Whether or not they are imprisoned, women must enjoy the fundamental right not to be
discriminated against – directly or indirectly – on the grounds of their biological sex or
gender. Substantive equality may require the adoption of special measures in order to
address existing inequalities. As in the community, particular measures may be required by
prison administrations in order to ensure that women enjoy equal rights with men. The
growing recognition of the benefits of fully embracing substantive gender equality in all
areas of policy-making should extend to the prevention of ill-treatment in prison. Greater
efforts are therefore needed in order to ensure a gender-sensitive monitoring of prisons,
attuned to the potential compounding of problems women face in prison.
Women in prison constitute a group with distinctive needs, biological as well as genderspecific. Some female prisoners also have particular vulnerabilities due to their social
situation and cultural roles. There is a risk that the specific needs of women will be
disregarded, especially as they are a minority category of prisoners.
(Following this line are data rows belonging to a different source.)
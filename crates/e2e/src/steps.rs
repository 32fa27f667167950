//! Browser step vocabulary
//!
//! A scenario describes its UI part as a list of [`UiStep`]s which the
//! browser session compiles into a single Playwright script. Steps that
//! observe the page (`Probe`, `UrlContains`, `ReadText`, `Count`,
//! `ReadStorage`) record their result under a capture name instead of
//! failing, so the scenario can assert on them next to the API checks.

use serde::{Deserialize, Serialize};

/// CSS selector for a `data-testid` attribute
pub fn testid(id: &str) -> String {
    format!("[data-testid=\"{}\"]", id)
}

/// CSS selector for every `data-testid` starting with `prefix`
pub fn testid_prefix(prefix: &str) -> String {
    format!("[data-testid^=\"{}\"]", prefix)
}

/// A single browser step
#[derive(Debug, Clone, PartialEq, Serialize, Deserialize)]
#[serde(tag = "action", rename_all = "snake_case")]
pub enum UiStep {
    /// Navigate to a path relative to the UI base URL
    Navigate { path: String },

    /// Click an element
    Click { selector: String },

    /// Replace the contents of an input
    Fill { selector: String, value: String },

    /// Tick a checkbox
    Check { selector: String },

    /// Wait for an element to reach `state`; fails the flow on timeout
    WaitFor {
        selector: String,
        #[serde(default)]
        state: WaitState,
        #[serde(default)]
        timeout_ms: Option<u64>,
    },

    /// Wait for text without failing; used after actions that re-render
    WaitForText {
        selector: String,
        text: String,
        #[serde(default)]
        timeout_ms: Option<u64>,
    },

    /// Wait until exactly `count` elements match, without failing
    WaitForCount {
        selector: String,
        count: usize,
        #[serde(default)]
        timeout_ms: Option<u64>,
    },

    /// Capture whether an element becomes visible within the timeout
    Probe {
        name: String,
        selector: String,
        #[serde(default)]
        timeout_ms: Option<u64>,
    },

    /// Capture whether the URL comes to contain `fragment`
    UrlContains {
        name: String,
        fragment: String,
        #[serde(default)]
        timeout_ms: Option<u64>,
    },

    /// Capture an element's trimmed inner text (null when absent)
    ReadText {
        name: String,
        selector: String,
        #[serde(default)]
        timeout_ms: Option<u64>,
    },

    /// Capture how many elements match
    Count { name: String, selector: String },

    /// Capture a localStorage entry
    ReadStorage { name: String, key: String },

    /// Accept every native dialog (confirm/alert) from here on
    AcceptDialogs,

    /// Reload the current page
    Reload,

    /// Wait for a fixed amount of time (use sparingly)
    Sleep { ms: u64 },

    /// Take a full-page screenshot
    Screenshot { name: String },
}

#[derive(Debug, Clone, Copy, Default, PartialEq, Eq, Serialize, Deserialize)]
#[serde(rename_all = "snake_case")]
pub enum WaitState {
    #[default]
    Visible,
    Hidden,
    Attached,
    Detached,
}

impl WaitState {
    pub fn as_str(&self) -> &'static str {
        match self {
            WaitState::Visible => "visible",
            WaitState::Hidden => "hidden",
            WaitState::Attached => "attached",
            WaitState::Detached => "detached",
        }
    }
}

impl UiStep {
    pub fn navigate(path: impl Into<String>) -> Self {
        UiStep::Navigate { path: path.into() }
    }

    pub fn click(id: &str) -> Self {
        UiStep::Click {
            selector: testid(id),
        }
    }

    pub fn fill(id: &str, value: impl Into<String>) -> Self {
        UiStep::Fill {
            selector: testid(id),
            value: value.into(),
        }
    }

    pub fn check(id: &str) -> Self {
        UiStep::Check {
            selector: testid(id),
        }
    }

    pub fn wait_visible(id: &str) -> Self {
        UiStep::WaitFor {
            selector: testid(id),
            state: WaitState::Visible,
            timeout_ms: None,
        }
    }

    pub fn wait_text(id: &str, text: impl Into<String>) -> Self {
        UiStep::WaitForText {
            selector: testid(id),
            text: text.into(),
            timeout_ms: None,
        }
    }

    pub fn probe(name: &str, id: &str, timeout_ms: u64) -> Self {
        UiStep::Probe {
            name: name.to_string(),
            selector: testid(id),
            timeout_ms: Some(timeout_ms),
        }
    }

    pub fn url_contains(name: &str, fragment: &str) -> Self {
        UiStep::UrlContains {
            name: name.to_string(),
            fragment: fragment.to_string(),
            timeout_ms: None,
        }
    }

    pub fn read_text(name: &str, id: &str) -> Self {
        UiStep::ReadText {
            name: name.to_string(),
            selector: testid(id),
            timeout_ms: None,
        }
    }

    pub fn count(name: &str, prefix: &str) -> Self {
        UiStep::Count {
            name: name.to_string(),
            selector: testid_prefix(prefix),
        }
    }

    pub fn read_storage(name: &str, key: &str) -> Self {
        UiStep::ReadStorage {
            name: name.to_string(),
            key: key.to_string(),
        }
    }

    /// Wait for the number of elements whose test id starts with `prefix`
    pub fn wait_count(prefix: &str, count: usize, timeout_ms: u64) -> Self {
        UiStep::WaitForCount {
            selector: testid_prefix(prefix),
            count,
            timeout_ms: Some(timeout_ms),
        }
    }

    pub fn sleep(ms: u64) -> Self {
        UiStep::Sleep { ms }
    }

    /// Capture name, for steps that record one
    pub fn capture_name(&self) -> Option<&str> {
        match self {
            UiStep::Probe { name, .. }
            | UiStep::UrlContains { name, .. }
            | UiStep::ReadText { name, .. }
            | UiStep::Count { name, .. }
            | UiStep::ReadStorage { name, .. } => Some(name),
            _ => None,
        }
    }

    /// Short label used in logs and generated script comments
    pub fn label(&self) -> String {
        match self {
            UiStep::Navigate { path } => format!("navigate:{}", path),
            UiStep::Click { selector } => format!("click:{}", selector),
            UiStep::Fill { selector, .. } => format!("fill:{}", selector),
            UiStep::Check { selector } => format!("check:{}", selector),
            UiStep::WaitFor { selector, state, .. } => {
                format!("wait:{}:{}", selector, state.as_str())
            }
            UiStep::WaitForText { selector, .. } => format!("wait_text:{}", selector),
            UiStep::WaitForCount {
                selector, count, ..
            } => format!("wait_count:{}:{}", selector, count),
            UiStep::Probe { name, .. } => format!("probe:{}", name),
            UiStep::UrlContains { fragment, .. } => format!("url_contains:{}", fragment),
            UiStep::ReadText { name, .. } => format!("read_text:{}", name),
            UiStep::Count { name, .. } => format!("count:{}", name),
            UiStep::ReadStorage { key, .. } => format!("read_storage:{}", key),
            UiStep::AcceptDialogs => "accept_dialogs".to_string(),
            UiStep::Reload => "reload".to_string(),
            UiStep::Sleep { ms } => format!("sleep:{}ms", ms),
            UiStep::Screenshot { name } => format!("screenshot:{}", name),
        }
    }
}

/// Ordered list of steps run in one browser
#[derive(Debug, Clone, Default, PartialEq, Serialize, Deserialize)]
pub struct UiFlow {
    pub steps: Vec<UiStep>,
}

impl UiFlow {
    pub fn new() -> Self {
        Self::default()
    }

    pub fn then(mut self, step: UiStep) -> Self {
        self.steps.push(step);
        self
    }

    pub fn then_all(mut self, steps: impl IntoIterator<Item = UiStep>) -> Self {
        self.steps.extend(steps);
        self
    }

    pub fn is_empty(&self) -> bool {
        self.steps.is_empty()
    }

    /// Names the flow will capture, in step order
    pub fn capture_names(&self) -> Vec<&str> {
        self.steps.iter().filter_map(UiStep::capture_name).collect()
    }
}

impl From<Vec<UiStep>> for UiFlow {
    fn from(steps: Vec<UiStep>) -> Self {
        Self { steps }
    }
}

#[cfg(test)]
mod tests {
    use super::*;

    #[test]
    fn test_parse_flow_json() {
        let json = r#"{
            "steps": [
                {"action": "navigate", "path": "/login"},
                {"action": "fill", "selector": "[data-testid=\"email-input\"]", "value": "a@b.c"},
                {"action": "wait_for", "selector": "[data-testid=\"cart-badge\"]", "state": "hidden"},
                {"action": "accept_dialogs"}
            ]
        }"#;
        let flow: UiFlow = serde_json::from_str(json).unwrap();
        assert_eq!(flow.steps.len(), 4);
        assert_eq!(flow.steps[0], UiStep::navigate("/login"));
        assert!(matches!(
            flow.steps[2],
            UiStep::WaitFor {
                state: WaitState::Hidden,
                timeout_ms: None,
                ..
            }
        ));
    }

    #[test]
    fn test_capture_names_in_order() {
        let flow = UiFlow::new()
            .then(UiStep::navigate("/"))
            .then(UiStep::probe("modal", "product-modal", 5000))
            .then(UiStep::click("add-to-cart-btn"))
            .then(UiStep::read_text("badge", "cart-badge"))
            .then(UiStep::read_storage("token", "token"));
        assert_eq!(flow.capture_names(), vec!["modal", "badge", "token"]);
    }

    #[test]
    fn test_testid_selectors() {
        assert_eq!(testid("submit-btn"), r#"[data-testid="submit-btn"]"#);
        assert_eq!(testid_prefix("order-card-"), r#"[data-testid^="order-card-"]"#);
    }
}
It is important that a
number of factors are taken into account when dealing with women prisoners, notably any
physical, sexual or psychological form of violence, including domestic violence, they might
have suffered before the imprisonment, a high level of mental health-care needs, a high
level of drug or alcohol dependency, specific (for example, reproductive) health-care
needs, caretaking responsibilities for their children and/or their families, and the high
likelihood of post-release victimisation and abandonment by their families.2
SPACE I 2015 reported a median proportion of 5.2% female inmates in the total prison population, up from 4.7% in
2013, notwithstanding a decrease in absolute numbers over the same period. In 2015 very few Council of Europe
countries had overall female prison populations of more than 7%.
2 Ireland: 2014 visit, paragraph 86. See also, for example, Rules 41, 42 and 44 of the United Nations Rules for the
Treatment of Women Prisoners and Non-custodial Measures for Women Offenders (the “Bangkok Rules”).